Wednesday, June 6, 2012

Common Reasons Why Your Calves Are Not Growing

Common Reasons Why Your Calves Are Not Growing

This article is written by Theresa Hendricks.

Improper Training Techniques:

Do you understand which exercises are stimulating the correct fibers? If your calves aren't growing, chances are you're unaware of how to train slow- and fast-twitch muscle groups or you don't know which exercises isolate the soleus vs. the gastrocnemius.

Not Moving Through the Full Range of Motion (ROM):

Bouncing up and down while holding at the top won't work in most cases. Allowing the maximum ROM is crucial for full fiber stimulation and breaking the calf plateau.


People with "cankles" suffer from poor flexibility in the ankle joints. The calf cannot grow unless it's exposed to different terrain variables during walking, running, and training. Flexible ankle joints will force the calves to respond, which will result in greater definition and less chances for injury. Notice how hikers have great leg development? They expose their lower bodies to different terrain like rocks and uneven surfaces forcing the ankles to move more, which in turn stimulates the calves.

Not Enough Variation:

Most calf training on machines involves the simple motion of moving up and down with weight directly above the legs or under the feet. Adjusting the variables by moving the location of the weight placement will stimulate different parts of the calf. Wait... Before you adjust your feet like everyone else does, make sure you first try to adjust the angles of motion. (I'll explain how in a minute.)

Here's an interesting fact to support this theory: magnetic resonance imaging (MRI) indicates that foot position doesn't change muscle action in the seated calf raise (Tesch, 1999). In other words, moving your feet around (pointed inward, pointed out) doesn't make much difference to stimulate growth.

Training Calves on Upper Body Training Days:

Research indicates that high-intensity elbow flexion decreases blood flow to the calves and may hamper performance (Kagaya, et al., 1996). Training calves and the upper body limits blood circulation—the less blood circulation to the calves, the slower the muscle growth.

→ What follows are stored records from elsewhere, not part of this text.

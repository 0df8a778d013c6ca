//! Shared value and type vocabulary.
//!
//! [`SqliteValue`] is what the adapter hands to a host query engine;
//! [`JetColumnType`] and [`lookup`] describe what the legacy engine stores.

pub mod coltyp;
pub mod value;

pub use coltyp::{Affinity, ColumnTypeMapping, JetColumnType, lookup};
pub use value::SqliteValue;
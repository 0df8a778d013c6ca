//! Virtual table and cursor traits.
//!
//! A virtual table exposes an external data source as a SQL table through
//! the create/connect, best-index, open, filter/next/eof/column/rowid, and
//! disconnect/destroy protocol. These traits describe that protocol without
//! tying it to a particular host; bindings adapt them to a real SQL engine.
//!
//! Cursors borrow the table they were opened on, so a table can never be
//! torn down while a cursor over it is still alive.

use esent_error::{EsentError, Result};
use esent_types::SqliteValue;

// ---------------------------------------------------------------------------
// Query planner types
// ---------------------------------------------------------------------------

/// Comparison operator for an index constraint.
#[derive(Debug, Clone, Copy, PartialEq, Eq, Hash)]
pub enum ConstraintOp {
    Eq,
    Gt,
    Le,
    Lt,
    Ge,
    Match,
    Like,
    Glob,
    Regexp,
    Ne,
    IsNot,
    IsNotNull,
    IsNull,
    Is,
    Limit,
    Offset,
    /// An operator this crate has no name for.
    Other(u8),
}

/// A single WHERE-clause constraint the planner is considering.
#[derive(Debug, Clone)]
pub struct IndexConstraint {
    /// Column index (0-based; `-1` for rowid).
    pub column: i32,
    pub op: ConstraintOp,
    /// Whether the planner can use this constraint in the current plan.
    pub usable: bool,
}

/// A single ORDER BY term.
#[derive(Debug, Clone)]
pub struct IndexOrderBy {
    pub column: i32,
    pub desc: bool,
}

/// Per-constraint usage set by `best_index`.
#[derive(Debug, Clone, Default)]
pub struct IndexConstraintUsage {
    /// 1-based index into the `args` passed to `filter`; 0 leaves the
    /// constraint to the host.
    pub argv_index: i32,
    /// The table guarantees the constraint, so the host need not re-check.
    pub omit: bool,
}

/// Planner exchange for one candidate plan.
///
/// The host fills `constraints` and `order_by`; the table fills the rest.
#[derive(Debug, Clone)]
pub struct IndexInfo {
    pub constraints: Vec<IndexConstraint>,
    pub order_by: Vec<IndexOrderBy>,
    pub constraint_usage: Vec<IndexConstraintUsage>,
    pub idx_num: i32,
    pub idx_str: Option<String>,
    pub order_by_consumed: bool,
    /// Estimated cost of the plan (lower is better).
    pub estimated_cost: f64,
    pub estimated_rows: i64,
}

impl IndexInfo {
    #[must_use]
    pub fn new(constraints: Vec<IndexConstraint>, order_by: Vec<IndexOrderBy>) -> Self {
        let usage_len = constraints.len();
        Self {
            constraints,
            order_by,
            constraint_usage: vec![IndexConstraintUsage::default(); usage_len],
            idx_num: 0,
            idx_str: None,
            order_by_consumed: false,
            estimated_cost: 1_000_000.0,
            estimated_rows: 1_000_000,
        }
    }
}

// ---------------------------------------------------------------------------
// Column context
// ---------------------------------------------------------------------------

/// Receives the value produced by [`VirtualTableCursor::column`].
#[derive(Debug, Default)]
pub struct ColumnContext {
    value: Option<SqliteValue>,
}

impl ColumnContext {
    #[must_use]
    pub fn new() -> Self {
        Self { value: None }
    }

    pub fn set_value(&mut self, val: SqliteValue) {
        self.value = Some(val);
    }

    /// Take the value out, leaving `None`.
    pub fn take_value(&mut self) -> Option<SqliteValue> {
        self.value.take()
    }
}

// ---------------------------------------------------------------------------
// VirtualTable trait
// ---------------------------------------------------------------------------

/// A virtual table module.
///
/// `Aux` is the module-level state handed to every `create`/`connect`
/// (engine handles, configuration). `args` is the full declaration argument
/// list: module name, database name, table name, then the user arguments.
#[allow(clippy::missing_errors_doc)]
pub trait VirtualTable: Send + Sync {
    /// Module state shared by every table of this module.
    type Aux;

    /// The cursor type, borrowing the table for its whole life.
    type Cursor<'vtab>: VirtualTableCursor
    where
        Self: 'vtab;

    /// Called for `CREATE VIRTUAL TABLE`. Defaults to `connect`.
    fn create(aux: &Self::Aux, args: &[&str]) -> Result<Self>
    where
        Self: Sized,
    {
        Self::connect(aux, args)
    }

    /// Called when a connection re-attaches to an existing declaration.
    fn connect(aux: &Self::Aux, args: &[&str]) -> Result<Self>
    where
        Self: Sized;

    /// The `CREATE TABLE` statement declaring this table's columns.
    fn schema_sql(&self) -> &str;

    /// Inform the planner about costs and constraint usage.
    fn best_index(&self, info: &mut IndexInfo) -> Result<()>;

    /// Open a new scan cursor.
    fn open(&self) -> Result<Self::Cursor<'_>>;

    /// Release the table's resources (opposite of `connect`).
    fn disconnect(&mut self) -> Result<()> {
        Ok(())
    }

    /// Called for `DROP TABLE`. Defaults to `disconnect`.
    fn destroy(&mut self) -> Result<()> {
        self.disconnect()
    }

    /// INSERT/UPDATE/DELETE. Defaults to [`EsentError::ReadOnly`].
    fn update(&mut self, _args: &[SqliteValue]) -> Result<Option<i64>> {
        Err(EsentError::ReadOnly)
    }
}

// ---------------------------------------------------------------------------
// VirtualTableCursor trait
// ---------------------------------------------------------------------------

/// A scan over a virtual table.
///
/// 1. [`filter`](Self::filter) starts (or restarts) a scan.
/// 2. While not [`eof`](Self::eof): read [`column`](Self::column) and
///    [`rowid`](Self::rowid), then [`next`](Self::next).
/// 3. The cursor is dropped when the scan is complete.
#[allow(clippy::missing_errors_doc)]
pub trait VirtualTableCursor: Send {
    fn filter(&mut self, idx_num: i32, idx_str: Option<&str>, args: &[SqliteValue]) -> Result<()>;

    fn next(&mut self) -> Result<()>;

    /// Whether the cursor has no current row.
    fn eof(&self) -> bool;

    /// Write column `col` of the current row into `ctx`.
    ///
    /// Takes `&mut self` because producing a value may drive the underlying
    /// storage cursor.
    fn column(&mut self, ctx: &mut ColumnContext, col: i32) -> Result<()>;

    fn rowid(&self) -> Result<i64>;
}

// ---------------------------------------------------------------------------
// Tests
// ---------------------------------------------------------------------------

#[cfg(test)]
mod tests {
    use super::*;

    // -- Mock: fixed list of integers, declared by argument count --

    struct Numbers {
        values: Vec<i64>,
        sql: String,
        disconnected: bool,
        destroyed: bool,
    }

    struct NumbersCursor<'a> {
        values: &'a [i64],
        pos: usize,
        started: bool,
    }

    impl VirtualTable for Numbers {
        type Aux = Vec<i64>;
        type Cursor<'vtab> = NumbersCursor<'vtab>;

        fn connect(aux: &Vec<i64>, args: &[&str]) -> Result<Self> {
            if args.len() != 3 {
                return Err(EsentError::argument("numbers takes no arguments"));
            }
            Ok(Self {
                values: aux.clone(),
                sql: "CREATE TABLE x(n INT)".to_owned(),
                disconnected: false,
                destroyed: false,
            })
        }

        fn schema_sql(&self) -> &str {
            &self.sql
        }

        fn best_index(&self, info: &mut IndexInfo) -> Result<()> {
            info.estimated_cost = 10.0;
            info.estimated_rows = 3;
            info.idx_num = 1;
            if info.constraints.first().is_some_and(|c| c.usable) {
                info.constraint_usage[0].argv_index = 1;
                info.constraint_usage[0].omit = true;
            }
            Ok(())
        }

        fn open(&self) -> Result<NumbersCursor<'_>> {
            Ok(NumbersCursor {
                values: &self.values,
                pos: 0,
                started: false,
            })
        }

        fn disconnect(&mut self) -> Result<()> {
            self.disconnected = true;
            Ok(())
        }

        fn destroy(&mut self) -> Result<()> {
            self.destroyed = true;
            self.disconnect()
        }
    }

    impl VirtualTableCursor for NumbersCursor<'_> {
        fn filter(&mut self, _idx_num: i32, _idx_str: Option<&str>, _args: &[SqliteValue]) -> Result<()> {
            self.pos = 0;
            self.started = true;
            Ok(())
        }

        fn next(&mut self) -> Result<()> {
            self.pos += 1;
            Ok(())
        }

        fn eof(&self) -> bool {
            !self.started || self.pos >= self.values.len()
        }

        fn column(&mut self, ctx: &mut ColumnContext, col: i32) -> Result<()> {
            if col != 0 {
                return Err(EsentError::ColumnOutOfRange { index: col, count: 1 });
            }
            let value = self.values.get(self.pos).ok_or(EsentError::NoCurrentRecord)?;
            ctx.set_value(SqliteValue::Integer(*value));
            Ok(())
        }

        fn rowid(&self) -> Result<i64> {
            Ok(i64::try_from(self.pos).unwrap_or(i64::MAX) + 1)
        }
    }

    fn numbers() -> Numbers {
        Numbers::create(&vec![4, 5, 6], &["numbers", "main", "t"]).unwrap()
    }

    #[test]
    fn test_vtab_create_delegates_to_connect() {
        let vtab = numbers();
        assert_eq!(vtab.schema_sql(), "CREATE TABLE x(n INT)");
        let err = Numbers::create(&vec![], &["numbers", "main", "t", "extra"])
            .err()
            .unwrap();
        assert!(matches!(err, EsentError::Argument { .. }));
    }

    #[test]
    fn test_vtab_best_index_populates_info() {
        let vtab = numbers();
        let mut info = IndexInfo::new(
            vec![IndexConstraint {
                column: 0,
                op: ConstraintOp::Gt,
                usable: true,
            }],
            vec![],
        );
        vtab.best_index(&mut info).unwrap();
        assert_eq!(info.idx_num, 1);
        assert!((info.estimated_cost - 10.0).abs() < f64::EPSILON);
        assert_eq!(info.constraint_usage[0].argv_index, 1);
        assert!(info.constraint_usage[0].omit);
    }

    #[test]
    fn test_vtab_cursor_filter_next_eof() {
        let vtab = numbers();
        let mut cursor = vtab.open().unwrap();
        assert!(cursor.eof());
        cursor.filter(0, None, &[]).unwrap();

        let mut rows = Vec::new();
        while !cursor.eof() {
            let mut ctx = ColumnContext::new();
            cursor.column(&mut ctx, 0).unwrap();
            rows.push((cursor.rowid().unwrap(), ctx.take_value().unwrap()));
            cursor.next().unwrap();
        }
        assert_eq!(
            rows,
            [
                (1, SqliteValue::Integer(4)),
                (2, SqliteValue::Integer(5)),
                (3, SqliteValue::Integer(6)),
            ]
        );

        // A second filter restarts the scan.
        cursor.filter(0, None, &[]).unwrap();
        assert!(!cursor.eof());
        assert_eq!(cursor.rowid().unwrap(), 1);
    }

    #[test]
    fn test_vtab_cursor_column_out_of_range() {
        let vtab = numbers();
        let mut cursor = vtab.open().unwrap();
        cursor.filter(0, None, &[]).unwrap();
        let mut ctx = ColumnContext::new();
        let err = cursor.column(&mut ctx, 3).unwrap_err();
        assert!(matches!(err, EsentError::ColumnOutOfRange { index: 3, .. }));
    }

    #[test]
    fn test_vtab_update_readonly_default() {
        let mut vtab = numbers();
        let err = vtab.update(&[SqliteValue::Null]).unwrap_err();
        assert!(matches!(err, EsentError::ReadOnly));
    }

    #[test]
    fn test_vtab_destroy_vs_disconnect() {
        let mut vtab = numbers();
        vtab.disconnect().unwrap();
        assert!(vtab.disconnected && !vtab.destroyed);

        let mut vtab = numbers();
        vtab.destroy().unwrap();
        assert!(vtab.disconnected && vtab.destroyed);
    }

    #[test]
    fn test_column_context_lifecycle() {
        let mut ctx = ColumnContext::new();
        assert!(ctx.take_value().is_none());
        ctx.set_value(SqliteValue::Integer(42));
        assert_eq!(ctx.take_value(), Some(SqliteValue::Integer(42)));
        assert!(ctx.take_value().is_none());
    }

    #[test]
    fn test_index_info_new() {
        let info = IndexInfo::new(
            vec![IndexConstraint {
                column: 1,
                op: ConstraintOp::Eq,
                usable: false,
            }],
            vec![IndexOrderBy {
                column: 0,
                desc: true,
            }],
        );
        assert_eq!(info.constraint_usage.len(), 1);
        assert_eq!(info.idx_num, 0);
        assert!(info.idx_str.is_none());
        assert!(!info.order_by_consumed);
    }
}
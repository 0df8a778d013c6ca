//! rusqlite virtual table glue.
//!
//! rusqlite drives the C-level protocol; these wrappers forward each call to
//! the host-independent [`EsentTable`] and [`EsentCursor`]. The engine
//! instance is released when rusqlite drops the boxed table after
//! `xDisconnect` or `xDestroy`.

#![allow(unsafe_code)]

use std::cell::RefCell;
use std::os::raw::c_int;

use esent_engine::JetEngine;
use esent_error::EsentError;
use esent_func::{
    ColumnContext, ConstraintOp, IndexConstraint, IndexInfo, IndexOrderBy, VirtualTable,
    VirtualTableCursor,
};
use esent_types::SqliteValue;
use esent_vtab::{EsentCursor, EsentModule, EsentTable};
use rusqlite::ffi;
use rusqlite::vtab::{
    Context, CreateVTab, IndexConstraintOp, IndexInfo as SqliteIndexInfo, VTab, VTabConnection,
    VTabCursor, VTabKind, Values,
};
use tracing::{debug, info};

use crate::convert::{to_sqlite_error, value_from_ref, value_to_sql};

/// `sqlite3_vtab` wrapper around a declared table.
#[repr(C)]
pub struct EsentSqliteTable<E: JetEngine> {
    /// Base class. Must be first.
    base: ffi::sqlite3_vtab,
    inner: EsentTable<E>,
}

impl<E: JetEngine> EsentSqliteTable<E> {
    /// The wrapped table.
    pub fn table(&self) -> &EsentTable<E> {
        &self.inner
    }
}

fn utf8_args<'a>(args: &[&'a [u8]]) -> Result<Vec<&'a str>, EsentError> {
    args.iter()
        .map(|arg| {
            std::str::from_utf8(arg)
                .map_err(|_| EsentError::argument("esentvtab arguments must be valid UTF-8"))
        })
        .collect()
}

fn constraint_op(op: IndexConstraintOp) -> ConstraintOp {
    match op {
        IndexConstraintOp::SQLITE_INDEX_CONSTRAINT_EQ => ConstraintOp::Eq,
        IndexConstraintOp::SQLITE_INDEX_CONSTRAINT_GT => ConstraintOp::Gt,
        IndexConstraintOp::SQLITE_INDEX_CONSTRAINT_LE => ConstraintOp::Le,
        IndexConstraintOp::SQLITE_INDEX_CONSTRAINT_LT => ConstraintOp::Lt,
        IndexConstraintOp::SQLITE_INDEX_CONSTRAINT_GE => ConstraintOp::Ge,
        IndexConstraintOp::SQLITE_INDEX_CONSTRAINT_MATCH => ConstraintOp::Match,
        IndexConstraintOp::SQLITE_INDEX_CONSTRAINT_LIKE => ConstraintOp::Like,
        IndexConstraintOp::SQLITE_INDEX_CONSTRAINT_GLOB => ConstraintOp::Glob,
        IndexConstraintOp::SQLITE_INDEX_CONSTRAINT_REGEXP => ConstraintOp::Regexp,
        IndexConstraintOp::SQLITE_INDEX_CONSTRAINT_NE => ConstraintOp::Ne,
        IndexConstraintOp::SQLITE_INDEX_CONSTRAINT_ISNOT => ConstraintOp::IsNot,
        IndexConstraintOp::SQLITE_INDEX_CONSTRAINT_ISNOTNULL => ConstraintOp::IsNotNull,
        IndexConstraintOp::SQLITE_INDEX_CONSTRAINT_ISNULL => ConstraintOp::IsNull,
        IndexConstraintOp::SQLITE_INDEX_CONSTRAINT_IS => ConstraintOp::Is,
        IndexConstraintOp::SQLITE_INDEX_CONSTRAINT_LIMIT => ConstraintOp::Limit,
        IndexConstraintOp::SQLITE_INDEX_CONSTRAINT_OFFSET => ConstraintOp::Offset,
        _ => ConstraintOp::Other(0),
    }
}

unsafe impl<'vtab, E: JetEngine + 'static> VTab<'vtab> for EsentSqliteTable<E> {
    type Aux = EsentModule<E>;
    type Cursor = EsentSqliteCursor<'vtab, E>;

    fn connect(
        _db: &mut VTabConnection,
        _aux: Option<&Self::Aux>,
        _args: &[&[u8]],
    ) -> rusqlite::Result<(String, Self)> {
        debug!("xConnect rejected");
        Err(to_sqlite_error(&EsentError::ConnectUnsupported))
    }

    fn best_index(&self, info: &mut SqliteIndexInfo) -> rusqlite::Result<()> {
        let constraints = info
            .constraints()
            .map(|c| IndexConstraint {
                column: c.column(),
                op: constraint_op(c.operator()),
                usable: c.is_usable(),
            })
            .collect();
        let order_by = info
            .order_bys()
            .map(|o| IndexOrderBy {
                column: o.column(),
                desc: o.is_order_by_desc(),
            })
            .collect();
        let mut plan = IndexInfo::new(constraints, order_by);
        self.inner
            .best_index(&mut plan)
            .map_err(|e| to_sqlite_error(&e))?;

        for (i, usage) in plan.constraint_usage.iter().enumerate() {
            let mut target = info.constraint_usage(i);
            target.set_argv_index(usage.argv_index);
            target.set_omit(usage.omit);
        }
        info.set_idx_num(plan.idx_num);
        info.set_order_by_consumed(plan.order_by_consumed);
        info.set_estimated_cost(plan.estimated_cost);
        info.set_estimated_rows(plan.estimated_rows);
        Ok(())
    }

    fn open(&'vtab mut self) -> rusqlite::Result<EsentSqliteCursor<'vtab, E>> {
        let cursor = self.inner.open().map_err(|e| to_sqlite_error(&e))?;
        Ok(EsentSqliteCursor {
            base: ffi::sqlite3_vtab_cursor::default(),
            inner: RefCell::new(cursor),
        })
    }
}

impl<'vtab, E: JetEngine + 'static> CreateVTab<'vtab> for EsentSqliteTable<E> {
    const KIND: VTabKind = VTabKind::Default;

    fn create(
        _db: &mut VTabConnection,
        aux: Option<&Self::Aux>,
        args: &[&[u8]],
    ) -> rusqlite::Result<(String, Self)> {
        let module = aux.ok_or_else(|| {
            to_sqlite_error(&EsentError::internal("esentvtab registered without engine"))
        })?;
        let args = utf8_args(args).map_err(|e| to_sqlite_error(&e))?;
        let inner = EsentTable::create(module, &args).map_err(|e| to_sqlite_error(&e))?;
        let sql = inner.schema_sql().to_owned();
        Ok((
            sql,
            Self {
                base: ffi::sqlite3_vtab::default(),
                inner,
            },
        ))
    }

    fn destroy(&self) -> rusqlite::Result<()> {
        info!(table = self.inner.table_name(), "esentvtab destroyed");
        Ok(())
    }
}

/// `sqlite3_vtab_cursor` wrapper around a scan cursor.
#[repr(C)]
pub struct EsentSqliteCursor<'vtab, E: JetEngine> {
    /// Base class. Must be first.
    base: ffi::sqlite3_vtab_cursor,
    // Column reads drive the engine cursor but the host hands out `&self`.
    inner: RefCell<EsentCursor<'vtab, E>>,
}

unsafe impl<E: JetEngine> VTabCursor for EsentSqliteCursor<'_, E> {
    fn filter(
        &mut self,
        idx_num: c_int,
        idx_str: Option<&str>,
        args: &Values<'_>,
    ) -> rusqlite::Result<()> {
        let args: Vec<SqliteValue> = args.iter().map(value_from_ref).collect();
        self.inner
            .get_mut()
            .filter(idx_num, idx_str, &args)
            .map_err(|e| to_sqlite_error(&e))
    }

    fn next(&mut self) -> rusqlite::Result<()> {
        self.inner
            .get_mut()
            .next()
            .map_err(|e| to_sqlite_error(&e))
    }

    fn eof(&self) -> bool {
        // A cursor busy in `column` is on a record.
        self.inner.try_borrow().is_ok_and(|c| c.eof())
    }

    fn column(&self, ctx: &mut Context, i: c_int) -> rusqlite::Result<()> {
        let mut cursor = self
            .inner
            .try_borrow_mut()
            .map_err(|_| to_sqlite_error(&EsentError::internal("cursor re-entered")))?;
        let mut out = ColumnContext::new();
        cursor.column(&mut out, i).map_err(|e| to_sqlite_error(&e))?;
        let value = out.take_value().unwrap_or(SqliteValue::Null);
        ctx.set_result(&value_to_sql(value))
    }

    fn rowid(&self) -> rusqlite::Result<i64> {
        let cursor = self
            .inner
            .try_borrow()
            .map_err(|_| to_sqlite_error(&EsentError::internal("cursor re-entered")))?;
        VirtualTableCursor::rowid(&*cursor).map_err(|e| to_sqlite_error(&e))
    }
}

#[cfg(test)]
mod tests {
    use super::*;

    #[test]
    fn test_constraint_op_mapping() {
        assert_eq!(
            constraint_op(IndexConstraintOp::SQLITE_INDEX_CONSTRAINT_EQ),
            ConstraintOp::Eq
        );
        assert_eq!(
            constraint_op(IndexConstraintOp::SQLITE_INDEX_CONSTRAINT_LIMIT),
            ConstraintOp::Limit
        );
    }

    #[test]
    fn test_utf8_args() {
        let args: [&[u8]; 2] = [b"esentvtab", b"main"];
        assert_eq!(utf8_args(&args).unwrap(), ["esentvtab", "main"]);
        let bad: [&[u8]; 1] = [&[0xFF, 0xFE]];
        let err = utf8_args(&bad).unwrap_err();
        assert!(err.to_string().contains("UTF-8"));
    }
}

Performing Cardio on Calf Training Days:

This is a big mistake if you're looking to grow your calves! If you do cardio the same day you train calves, the slow twitch fibers in your calves might like it, but you can bet your fast-twitch fibers are depleting, and the cardio will greatly hinder recovery.

Hints & Tips:

As revealed above, the soleus makes up 60% of the calf... so it's obvious that training the soleus properly would lead to the best gains in calf size and strength. Also explained earlier, it's a slow-twitch muscle, which means it responds best to slow contractions and high reps. Based on that, calf exercises working the soleus should be done relatively slowly (for at least 30 seconds) with a full ROM until complete fatigue is achieved (then repeat). I highly recommend the seated calf raise as one of the best exercises to work the soleus.

The gastroc is a type II muscle, meaning it responds well to explosive contractions with low-rep and heavy weight protocol. Still obeying the full ROM rule, use a heavy weight for less than 30-second sets. Ideal gastroc exercises are standing calf raises and donkey calf raises.

The mother of all calf exercises that yields the greatest growth, uses ROM, and introduces multiple variables for proper Type I & II stimulation is the standing one-leg calf raise. But there is a twist I want to recommend to really optimize muscle fiber stimulation and growth. Find a ledge that allows you to lower your heel as far as it'll stretch while holding a dumbbell on the same side as the working leg (use the other hand for support). With a straight posture, slightly bend your knee 20 degrees and hold at that angle. Hold the weight in front of you for 7 reps (no rest) and then hold the weight to your side for 7 reps (no rest) and then hold the weight directly behind you for a set of 7 reps. Rotating the weight around from the front to the back exposes the lower leg to different variables integral for growth-stimulating development.

Another positive calf stimulating regiment is plyometrics. A series of athletic drills (bounding, jumping, mechanics, etc.) can really force serious recruitment of those fast-twitch fibers of the lower leg. An awesome example of a type II fiber stimulating exercise is HIIT (high-intensity interval training). Short sprints and bursts of speed are great for building the lower legs as well as for burning fat.